> WHAT IS NEEDED: Your response should contain each line of the data that includes "config".
***** SUPPLIED MATERIAL *****
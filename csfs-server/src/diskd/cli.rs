use std::path::PathBuf;

use clap::Parser;
use clap_verbosity_flag::{Verbosity, WarnLevel};

/// Simulated cylinder/sector block-device server.
#[derive(Parser)]
#[command(version, about)]
pub struct Cli {
	/// TCP port to listen on
	pub port: u16,

	/// Number of cylinders
	#[arg(value_parser = clap::value_parser!(u64).range(1..))]
	pub cylinders: u64,

	/// Sectors per cylinder
	#[arg(value_parser = clap::value_parser!(u64).range(1..))]
	pub sectors: u64,

	/// Track-to-track seek time in microseconds
	pub track_us: u64,

	/// Backing file holding the disk image
	pub backing_file: PathBuf,

	#[command(flatten)]
	pub verbose: Verbosity<WarnLevel>,
}
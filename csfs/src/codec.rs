use std::io::{Error, ErrorKind, Result};

use bincode::{
	config::{Configuration, Fixint, LittleEndian, NoLimit},
	Decode, Encode,
};

/// Every on-disk record is fixed-int little-endian; padding fields in the
/// record types pin each field to its mandated byte offset.
const LE: Configuration<LittleEndian, Fixint, NoLimit> = bincode::config::standard()
	.with_fixed_int_encoding()
	.with_little_endian();

/// Decode a record from the front of `buf`; trailing bytes are ignored.
pub fn decode<T: Decode<()>>(buf: &[u8]) -> Result<T> {
	bincode::decode_from_slice(buf, LE)
		.map(|(v, _)| v)
		.map_err(|_| Error::new(ErrorKind::InvalidInput, "failed to decode"))
}

/// Encode a record into the front of `buf`, returning the encoded size.
pub fn encode<T: Encode>(val: &T, buf: &mut [u8]) -> Result<usize> {
	bincode::encode_into_slice(val, buf, LE)
		.map_err(|e| Error::new(ErrorKind::InvalidInput, e.to_string()))
}
use anyhow::Result;
use clap::Parser;
use csfs::{DiskServer, Geometry};

use crate::cli::Cli;

mod cli;

fn main() -> Result<()> {
	let cli = Cli::parse();

	env_logger::builder()
		.filter_level(cli.verbose.log_level_filter())
		.init();

	let geom = Geometry::new(cli.cylinders, cli.sectors);
	let server = DiskServer::bind(("0.0.0.0", cli.port), geom, cli.track_us, &cli.backing_file)?;
	csfs::signal::stop_on_interrupt(server.stop_flag())?;
	server.serve()?;

	Ok(())
}
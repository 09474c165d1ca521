use anyhow::Result;
use clap::Parser;
use csfs::FsServer;

use crate::cli::Cli;

mod cli;

fn main() -> Result<()> {
	let cli = Cli::parse();

	env_logger::builder()
		.filter_level(cli.verbose.log_level_filter())
		.init();

	let server = FsServer::bind(
		("0.0.0.0", cli.listen_port),
		(cli.disk_host.as_str(), cli.disk_port),
	)?;
	csfs::signal::stop_on_interrupt(server.stop_flag())?;
	server.serve()?;

	Ok(())
}
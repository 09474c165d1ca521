use clap::Parser;
use clap_verbosity_flag::{Verbosity, WarnLevel};

/// Flat filesystem server; a client of the block-device server.
#[derive(Parser)]
#[command(version, about)]
pub struct Cli {
	/// TCP port to listen on
	pub listen_port: u16,

	/// Host of the block-device server
	pub disk_host: String,

	/// Port of the block-device server
	pub disk_port: u16,

	#[command(flatten)]
	pub verbose: Verbosity<WarnLevel>,
}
*****
> OUTPUT FOR THIS EXERCISE:
	config::{Configuration, Fixint, LittleEndian, NoLimit},
const LE: Configuration<LittleEndian, Fixint, NoLimit> = bincode::config::standard()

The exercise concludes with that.